The bullet traveled through his left lung and pierced his heart and right lung, leaving him & # 39; fairly quickly & # 39; died.

Other state witnesses were a doctor who determined that McGlockton had ecstasy in his system upon his death.

On Wednesday, the dead man's girlfriend, witnessing his death with her children in the back of her car, said she remembered that she wanted Drejka to give her and & # 39; her baby & # 39; s only & # 39; left behind.

There was also a testimony from another black motorist who threatened to shoot Drejka four months before McGlockton & # 39; s death for parking in the same handicapped place.

& # 39; Parking vigilante & # 39; Michael Drejka had a & # 39; pet peeve & # 39; for people who misused disabled places and regarded themselves as & # 39; the enforcer & # 39;

During the trial, little mention was made of Drejka's background or why he was so furious when McGlockton's girlfriend parked in the handicapped place.

WHAT IS THE & # 39; 21ft RULE & # 39; MICHAEL DREJKA TRYED TO USE TO JUSTIFY KILLS

The 21ft rule, also called the Trueller rule, is invoked by my law enforcement officers and taught in training exercises.

It refers to the distance – 21 ft – a suspect can travel to an officer during the time an officer needs to identify a deadly threat and draw his weapon to stop them.

It comes from a detective from Salt Lake City, Sergeant Dennis Tueller, and has applied it to knife attacks. The detective tested how long it took for people to bridge 21ft and discovered that it could be covered in just 1.5 seconds.

Although it is well known among law enforcement officers, it is not generally known by citizens.

Prosecutors said it was unusual for Drejka to abide by it, since he has no background in law enforcement.

He is not disabled and there was no one else in his car.

But during the investigation it appeared that he had previously told people that he was upset when he saw healthy people abusing the parking spaces.

His mother-in-law is disabled and he had a high school treasure who was also disabled and now dead, he told some.

Prosecutors said he was a & # 39; vigilante & # 39; wash with a & # 39; pet peeve & # 39; for people who had parked inappropriately in the places.

& # 39; He has a pet … he takes it upon himself to be the enforcer.

& # 39; He is a vigilante, & # 39; he said.

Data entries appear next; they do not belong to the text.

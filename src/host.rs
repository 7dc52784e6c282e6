use crate::devno::IdentityRange;
use crate::error::Error;

/// Opaque handle for a device class created by the host.
#[derive(Debug, Clone, Copy, PartialEq, Eq, Hash)]
pub struct ClassHandle(pub usize);

/// Services the registry consumes from the environment that dispatches
/// file operations to it.
///
/// Acquisition methods may fail; the registry maps any failure onto the
/// error of the stage that was running. Release methods have no failure path
/// and are always called during unwinding, in reverse order of acquisition.
pub trait Host: Send + Sync {
    /// Reserves `count` consecutive device numbers.
    fn alloc_region(&self, count: u32, name: &str) -> Result<IdentityRange, Error>;

    /// Returns a range obtained from `alloc_region`.
    fn release_region(&self, range: IdentityRange);

    fn create_class(&self, name: &str) -> Result<ClassHandle, Error>;

    fn destroy_class(&self, class: ClassHandle);

    /// Routes file operations on `dev` to the registry.
    fn attach(&self, dev: u64) -> Result<(), Error>;

    fn detach(&self, dev: u64);

    /// Makes `dev` visible under `name` inside `class`.
    fn expose(&self, class: ClassHandle, dev: u64, name: &str) -> Result<(), Error>;

    fn hide(&self, class: ClassHandle, dev: u64);

    /// Copies device bytes out to the caller.
    /// `dst.len()` always equals `src.len()`.
    fn copy_to_user(&self, dst: &mut [u8], src: &[u8]) -> Result<(), Error> {
        dst.copy_from_slice(src);
        Ok(())
    }

    /// Copies caller bytes into the device.
    /// `dst.len()` always equals `src.len()`.
    fn copy_from_user(&self, dst: &mut [u8], src: &[u8]) -> Result<(), Error> {
        dst.copy_from_slice(src);
        Ok(())
    }
}
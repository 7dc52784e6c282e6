//! Cursor positioning against a device's capacity.

use log::{debug, warn};

use crate::{Error, Result};

/// Reference point of a seek.
#[derive(Debug, Clone, Copy, PartialEq, Eq)]
#[repr(usize)]
pub enum Whence {
    /// From the start of the region.
    Set = 0,
    /// From the current cursor.
    Cur = 1,
    /// From the end of the region.
    End = 2,
}

impl Whence {
    /// 0=Set, 1=Cur, 2=End
    pub fn from_raw(value: usize) -> Option<Self> {
        match value {
            0 => Some(Whence::Set),
            1 => Some(Whence::Cur),
            2 => Some(Whence::End),
            _ => None,
        }
    }
}

/// Computes the cursor a seek would produce.
///
/// The result is only valid if it lands in `0..=capacity`; anything else,
/// including arithmetic overflow, is `InvalidArgument`. The caller owns the
/// cursor and stores the returned value.
pub fn seek(cursor: usize, capacity: usize, offset: i64, whence: Whence) -> Result<usize> {
    debug!("seek from {} by {} ({:?}), capacity {}", cursor, offset, whence, capacity);

    let base = match whence {
        Whence::Set => 0,
        Whence::Cur => cursor,
        Whence::End => capacity,
    };
    let candidate = i64::try_from(base)
        .ok()
        .and_then(|base| base.checked_add(offset))
        .and_then(|pos| usize::try_from(pos).ok());

    match candidate {
        Some(pos) if pos <= capacity => {
            debug!("cursor moved to {}", pos);
            Ok(pos)
        }
        _ => {
            warn!("seek rejected: {} {:?} {} outside 0..={}", base, whence, offset, capacity);
            Err(Error::InvalidArgument)
        }
    }
}

/// [`seek`] with a raw whence value as handed over by the host.
pub fn seek_raw(cursor: usize, capacity: usize, offset: i64, whence: usize) -> Result<usize> {
    let whence = Whence::from_raw(whence).ok_or(Error::InvalidArgument)?;
    seek(cursor, capacity, offset, whence)
}
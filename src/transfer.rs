//! Bounded copies between a device's storage and the caller.

use alloc::vec;

use log::debug;

use crate::{Error, Host, Result, StorageRegion};

/// Reads from `region` at `cursor` into `buffer`.
/// At most `capacity - cursor` bytes are read; reading at or past the end
/// yields 0 bytes rather than an error.
/// Returns the number of bytes read and the advanced cursor. On a boundary
/// fault the cursor is reported unchanged through the error.
pub fn read(
    host: &impl Host,
    region: &StorageRegion,
    cursor: usize,
    buffer: &mut [u8],
) -> Result<(usize, usize)> {
    debug!("read request of {} bytes at {}", buffer.len(), cursor);

    let count = buffer.len().min(region.capacity().saturating_sub(cursor));
    if count == 0 {
        return Ok((0, cursor));
    }

    let mut bounce = vec![0u8; count];
    region.copy_out(cursor, &mut bounce);
    host.copy_to_user(&mut buffer[..count], &bounce).map_err(|_| Error::TransferFault)?;

    let cursor = cursor + count;
    debug!("read {} bytes, cursor now {}", count, cursor);
    Ok((count, cursor))
}

/// Writes `buffer` into `region` at `cursor`.
/// Input beyond `capacity - cursor` is dropped. If nothing fits, the write
/// fails with `OutOfSpace` and no bytes are copied. A boundary fault leaves
/// both the region and the cursor unchanged.
/// Returns the number of bytes written and the advanced cursor.
pub fn write(
    host: &impl Host,
    region: &StorageRegion,
    cursor: usize,
    buffer: &[u8],
) -> Result<(usize, usize)> {
    debug!("write request of {} bytes at {}", buffer.len(), cursor);

    let count = buffer.len().min(region.capacity().saturating_sub(cursor));
    if count == 0 {
        return Err(Error::OutOfSpace);
    }

    // Staged so a faulting copy leaves the region untouched.
    let mut bounce = vec![0u8; count];
    host.copy_from_user(&mut bounce, &buffer[..count]).map_err(|_| Error::TransferFault)?;
    region.copy_in(cursor, &bounce);

    let cursor = cursor + count;
    debug!("wrote {} bytes, cursor now {}", count, cursor);
    Ok((count, cursor))
}
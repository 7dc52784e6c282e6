//! pcdev exposes fixed-size in-memory byte regions as character devices with
//! POSIX-like file semantics: open, seek, read, write and release.
//! Each device carries an access policy (read-only, write-only, read-write)
//! that is checked once, when a handle is opened.
//!
//! pcdev's layers (from bottom to top):
//! 1. Host: device numbers, classes, dispatch and nodes.         | User implemented (environment-specific)
//! 2. Storage: fixed-capacity regions owned by device records.   | Crate implemented
//! 3. Access: permission check of the requested open mode.       | Crate implemented
//! 4. Seek/Transfer: cursor positioning and bounded copies.      | Crate implemented
//! 5. Session: one cursor per open handle.                       | Crate implemented
//! 6. Registry: bring-up, lookup by device number, teardown.     | Crate implemented
//!
//! Nothing here installs a logger; records go through the `log` facade.

#![no_std]

extern crate alloc;

pub mod config;
pub mod devno;
mod error;
mod host;
mod structs;
pub mod access;
pub mod seek;
pub mod transfer;
mod session;
mod registry;

pub use config::{DeviceConfig, RegistryConfig};
pub use devno::IdentityRange;
pub use error::{Error, Result};
pub use host::{ClassHandle, Host};
pub use registry::Registry;
pub use seek::Whence;
pub use session::Session;
pub use structs::*;
//! Device number encoding.
//!
//! Identity tokens use the Linux `dev_t` layout:
//! `(minor & 0xff) | ((major & 0xfff) << 8) | ((minor & !0xff) << 12) | ((major & !0xfff) << 32)`.

/// Builds a device number from `major` and `minor`.
#[inline]
pub const fn makedev(major: u32, minor: u32) -> u64 {
    let major = major as u64;
    let minor = minor as u64;
    (minor & 0xff) | ((major & 0xfff) << 8) | ((minor & !0xff) << 12) | ((major & !0xfff) << 32)
}

/// Extracts the major number from `dev`.
#[inline]
pub const fn major(dev: u64) -> u32 {
    (((dev >> 8) & 0xfff) | ((dev >> 32) & !0xfff)) as u32
}

/// Extracts the minor number from `dev`.
#[inline]
pub const fn minor(dev: u64) -> u32 {
    ((dev & 0xff) | ((dev >> 12) & !0xff)) as u32
}

/// A contiguous run of device numbers sharing one major.
#[derive(Debug, Clone, Copy, PartialEq, Eq)]
pub struct IdentityRange {
    pub first: u64,
    pub count: u32,
}

impl IdentityRange {
    pub const fn new(first: u64, count: u32) -> Self {
        Self { first, count }
    }

    /// Device number of the `index`-th device in the range.
    pub fn nth(&self, index: usize) -> Option<u64> {
        if index >= self.count as usize {
            return None;
        }
        let minor = minor(self.first).checked_add(index as u32)?;
        Some(makedev(major(self.first), minor))
    }

    /// Position of `dev` inside the range.
    pub fn index_of(&self, dev: u64) -> Option<usize> {
        if major(dev) != major(self.first) {
            return None;
        }
        let offset = minor(dev).checked_sub(minor(self.first))?;
        if offset >= self.count {
            return None;
        }
        Some(offset as usize)
    }

    pub fn contains(&self, dev: u64) -> bool {
        self.index_of(dev).is_some()
    }
}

Drejka and his wife, who have not been mentioned in public and have spoken only on condition of anonymity after receiving the death threats related to the case, have been married since 2010.

She gave an interview after the shooting last year to say she was with him, but otherwise she didn't speak.

He previously worked as a tree trimmer but stopped when he injured himself. Originally from Delaware, he moved to Florida and married in 2010.

Since then he has worked as an Uber driver, but he gave up that job when his car & # 39; unusable & # 39; was, according to earlier statements by his lawyer.

Drejka was described as a frequent customer of the food store where the shooting took place and the owner, who was among the witnesses of the state, characterized him as a & # 39; curious & # 39; person.

He is never thought to have received police or police enforcement training, but he quickly referred to the 21ft rule when he was interrogated by the police in the hours after the attack.

The 21ft rule refers to the distance that a suspect can travel to an officer when he has identified a threat and has drawn his weapon.

Drejka said he called it in when McGlockton was standing in front of him and said he thought he'd be hurt if he didn't shoot.

But experts chose his story apart and said the rule didn't apply because McGlockton didn't approach him and wasn't 21 ft away from him.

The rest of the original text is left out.